Va da sé il perdere di vista Cristo senza il quale non c’è salvezza per le anime, e mettere al Suo posto una filolosofia dei diritti umani è di fatto cosa anti-cristiana. L’uomo che presume di essere centrale nell’opera creativa senza però essere anzitutto un…..santo, finirà col commettere un peccato di superbia simile a quello che la tradizione attribuisce all’arcangelo che volle un ruolo che non poteva avere e che non poteva gestire. C’è un pericolo che si scambi per cristianesimo quella che è tutta una serie di patetica esaltazione umanistica, per cui ci ritroveremo, per esempio, con cristiani che anziché parlare di Cristo, si limiteranno a pacche sulle spalle, a grandi promesse di amore senza mai il richiamo al dovere e alla responsabilità, all’esempio, alla vera conversione, quindi senza la giustizia, ma stanno solo lì a fare “vita sociale”, con una benevolenza forzatamente allegra e affettuosa, nient’altro. Umanesimo fine a sé stesso. O peggio ancora un Cristo strumentalizzato per fini umani. Questa forma umana filantropica fa perdere di vista la valorizzazione della persona che ritrova e vive la relazione con Dio, mediante il Cristo, nella grazia e verso la santità.
Il cristiano affronta la visione del dolore e della morte con sacrificio e pazienza, perché è realista: sà che quel dolore e quella morte colpiranno tutti, prima o poi, sà anche che il dolore e la sofferenza servono per ancorarci a Dio, per comprendere gli obiettivi che Egli desidera raggiungere in noi, facendoci in questo modo maturare e crescere. Sono parti dell’educazione di Dio. La sofferenza è un mezzo non solo necessario, ma altresì fecondo e, perciò, anche utile in sé stesso, per liberarci dal velo delle false apparenze, dal frenetico attivismo, dall’invidia, dall’ambizione, dal potere, dal dominio, dall’autorità, dalla posizione, dalla volontà di ferire i propri nemici, dalle delusioni. È il dolore quello che sviluppa le facoltà dello spirito.
E questo suona così ostico agli orecchi del filantropo rimuove il pensiero del dolore e della morte perché esso lo emoziona e lo ferisce.
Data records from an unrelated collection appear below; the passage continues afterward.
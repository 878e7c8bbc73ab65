//! Transcript sink: how the controller tells a UI what changed
//!
//! Every update is pushed through [`TranscriptSink::on_event`] in the order it
//! happened. Sinks are called synchronously from the controller's task, so they
//! must return quickly; forward to a channel if rendering is slow.
//!
//! ```rust,no_run
//! use streaming_agent::{event_channel, AgentConfig, Client, TranscriptEvent};
//! use futures::StreamExt;
//!
//! # async fn example() -> streaming_agent::Result<()> {
//! let (sink, mut events) = event_channel();
//! let client = Client::builder(AgentConfig::from_env()).sink(sink).build()?;
//!
//! tokio::spawn(async move {
//!     while let Some(event) = events.next().await {
//!         if let TranscriptEvent::AssistantUpdated(turn) = event {
//!             print!("\r{}", turn.text);
//!         }
//!     }
//! });
//!
//! client.submit("What's new in tokio?").await?;
//! # Ok(())
//! # }
//! ```

use crate::session::AgentState;
use crate::types::{AssistantTurn, ToolCallRequest, ToolOutcome, Turn};
use tokio::sync::mpsc::UnboundedSender;
use tokio_stream::wrappers::UnboundedReceiverStream;

/// One ordered update from the controller.
#[derive(Debug, Clone, PartialEq)]
pub enum TranscriptEvent {
    /// The state machine moved
    StateChanged(AgentState),
    /// A turn was finalized into history at `index`
    TurnAppended { index: usize, turn: Turn },
    /// Live view of the in-flight assistant turn, sent after every stream event
    AssistantUpdated(AssistantTurn),
    /// A tool call is about to run
    ToolStarted(ToolCallRequest),
    /// A tool call finished (`outcome.ok` tells done from failed)
    ToolFinished {
        request: ToolCallRequest,
        outcome: ToolOutcome,
    },
    /// The conversation was cleared
    Cleared,
}

/// Receiver of transcript updates.
pub trait TranscriptSink: Send + Sync {
    fn on_event(&self, event: TranscriptEvent);
}

/// Discards every event.
#[derive(Debug, Clone, Copy, Default)]
pub struct NoopSink;

impl TranscriptSink for NoopSink {
    fn on_event(&self, _event: TranscriptEvent) {}
}

impl<F> TranscriptSink for F
where
    F: Fn(TranscriptEvent) + Send + Sync,
{
    fn on_event(&self, event: TranscriptEvent) {
        self(event)
    }
}

impl TranscriptSink for UnboundedSender<TranscriptEvent> {
    fn on_event(&self, event: TranscriptEvent) {
        // Receiver gone means nobody is rendering; nothing to do.
        let _ = self.send(event);
    }
}

/// A sender to hand to the client and a stream of the events it receives.
pub fn event_channel() -> (
    UnboundedSender<TranscriptEvent>,
    UnboundedReceiverStream<TranscriptEvent>,
) {
    let (tx, rx) = tokio::sync::mpsc::unbounded_channel();
    (tx, UnboundedReceiverStream::new(rx))
}
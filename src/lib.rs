//! # Streaming Agent
//!
//! A streaming, tool-calling agent client for OpenAI-compatible chat completion
//! endpoints.
//!
//! ## Overview
//!
//! One call to [`Client::submit`] runs a full cycle:
//!
//! 1. the whole conversation is sent to the chat endpoint with `stream: true`
//! 2. the SSE response is split into records, decoded, and folded into one
//!    assistant turn while live snapshots go to a [`TranscriptSink`]
//! 3. if the model asked for tools, each call runs in order (a web search by
//!    default) and its result is appended to the history
//! 4. the loop goes back to step 1 until the model answers without tools
//!
//! Failures never crash the session. A broken stream, a non-2xx response or a
//! failed search ends up in the history as a turn explaining what happened, and the
//! client returns to idle so the user can try again.
//!
//! ## Key Features
//!
//! - **Chunk-boundary safe decoding**: records are only decoded once their blank-line
//!   separator has arrived, however the transport splits the bytes
//! - **Fragment merging**: tool-call fragments are merged by index, arguments are
//!   concatenated, out-of-order indices still produce an ordered list
//! - **Sequential tools**: results land in history in a deterministic order
//! - **Cooperative cancellation**: [`Client::cancel`] aborts the request, the
//!   stream, or the running tool at the next suspension point
//!
//! ## Example
//!
//! ```rust,no_run
//! use streaming_agent::{event_channel, AgentConfig, Client, TranscriptEvent};
//! use futures::StreamExt;
//!
//! #[tokio::main]
//! async fn main() -> Result<(), Box<dyn std::error::Error>> {
//!     let config = AgentConfig::builder()
//!         .api_key(std::env::var("STREAMING_AGENT_API_KEY")?)
//!         .model("gpt-4o-mini")
//!         .build()?;
//!
//!     let (sink, mut events) = event_channel();
//!     let client = Client::builder(config).sink(sink).build()?;
//!
//!     let printer = tokio::spawn(async move {
//!         while let Some(event) = events.next().await {
//!             match event {
//!                 TranscriptEvent::ToolStarted(call) => println!("-> {} {}", call.name, call.arguments),
//!                 TranscriptEvent::TurnAppended { turn, .. } => println!("{:?}", turn),
//!                 _ => {}
//!             }
//!         }
//!     });
//!
//!     client.submit("What changed in the latest Rust release?").await?;
//!     drop(client);
//!     printer.await?;
//!     Ok(())
//! }
//! ```
//!
//! ## Architecture
//!
//! - **sse**: frame decoder (byte chunks to JSON payloads)
//! - **accumulator**: delta accumulator (stream events to one assistant turn)
//! - **tools** / **search**: tool declarations, the executor seam, `search_web`
//! - **client**: the agent loop controller and its state machine
//! - **session** / **sink**: conversation state and the events a UI renders from
//! - **types**: turns, stream events and the wire format
//! - **config** / **error**: configuration and the crate error type

// ============================================================================
// MODULE DECLARATIONS
// ============================================================================

/// Delta accumulator: folds stream events into a growing assistant turn.
mod accumulator;

/// Agent loop controller: request, stream, run tools, recurse.
mod client;

/// `AgentConfig`, its builder, environment overrides and JSON persistence.
mod config;

/// Error types and the crate-wide `Result` alias.
mod error;

/// The `search_web` tool backed by an HTTP search API.
mod search;

/// Session state and snapshots.
mod session;

/// Transcript events and sinks.
mod sink;

/// Tool declarations and the `ToolExecutor` trait.
mod tools;

/// Conversation turns, stream events and wire types.
mod types;

// ============================================================================
// PUBLIC EXPORTS
// ============================================================================

/// Frame decoder, public so hosts can decode SSE bodies on their own.
pub mod sse;

// --- Core Client API ---

pub use client::{CancelHandle, Client, ClientBuilder, build_request};

// --- Configuration ---

pub use config::{
    AgentConfig, AgentConfigBuilder, DEFAULT_API_ENDPOINT, DEFAULT_MODEL,
    DEFAULT_SEARCH_ENDPOINT, DEFAULT_SYSTEM_PROMPT, DEFAULT_TIMEOUT_SECS,
};

// --- Error Handling ---

pub use error::{Error, Result};

// --- Streaming ---

pub use accumulator::DeltaAccumulator;

// --- Session and Transcript ---

pub use session::{AgentSession, AgentState, SessionSnapshot};
pub use sink::{NoopSink, TranscriptEvent, TranscriptSink, event_channel};

// --- Tool System ---

pub use search::{MAX_RESULTS, SearchHit, WebSearch};
pub use tools::{DefaultToolExecutor, SEARCH_WEB, Tool, ToolExecutor, search_web_tool};

// --- Core Types ---

pub use types::{
    AssistantTurn, CANCELED_MESSAGE, ChatChunk, ChatRequest, StreamEvent, ToolCallDelta,
    ToolCallRequest, ToolOutcome, ToolResultTurn, Turn, TurnStatus, UserTurn, WireMessage,
    failed_message,
};

// ============================================================================
// CONVENIENCE PRELUDE
// ============================================================================

/// The types most hosts need. Import with `use streaming_agent::prelude::*;`.
pub mod prelude {
    pub use crate::{
        AgentConfig, AgentState, AssistantTurn, CancelHandle, Client, Error, Result,
        ToolCallRequest, ToolExecutor, ToolOutcome, TranscriptEvent, TranscriptSink, Turn,
        TurnStatus, event_channel,
    };
}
Il filantropico segue il sentimentalismo e il buonismo umano, correndo verso il diventare “dispensatore di provvidenza” e cioè persona che interferise in ciò che Dio ha preordinato per gli altri. Vede soffrire una persona e dice: “Basta con quella sofferenza. Farò io qualche cosa per alleviarla”. Così facendo si oppone a quello che Dio permette. Il filantropico nterferferisce nella vita di un altro, o propone cose che non sta a lui di proporre, o dare consigli quando non ha alcun diritto di consigliare. Il cristiano che diventa assolutamente indispensabile a qualcuno, vuol dire che si è allontanato dal proposito di Dio.
Le associazioni filantropiche: non sono che assemblee, relazioni, rendiconti, memorie; a meno d’un anno d’esistenza posseggono già grossi volumi di verbali. La filantropia è un’orgogliosa per cui le buone azioni sono una specie d’ornamento e che si compiace di guardarsi nello specchio.
La filantropia non è l’amore per il prossimo nel senso più vasto del termine. Un uomo non è buono solo perché nutre l’altro se sta per morire di fame, o lo riscalda se sta congelando. Spesso il povero non ha così freddo e non è così affamato, quanto piuttosto è sudicio, straccione e rozzo. In parte ciò è dovuto al suo gusto. Se gli date del denaro si comprerà altri stracci. Il filantropismo si dà da fare a togliere i rami del male, ma non colpisce la radice. Il filantropismo mostra lo stelo e le foglie, mentre il cristianesimo i fiori e i frutti.
Il “cristiano” filantropico fa di Dio una macchina dispensatrice di benedizioni per gli uomini. mette tutta l’importanza su un’energia inesausta e un’attività incessante, ma non sulla vita intima con Dio, è quindi schiavo dello spirito di attivismo, caratteristica della religiosità.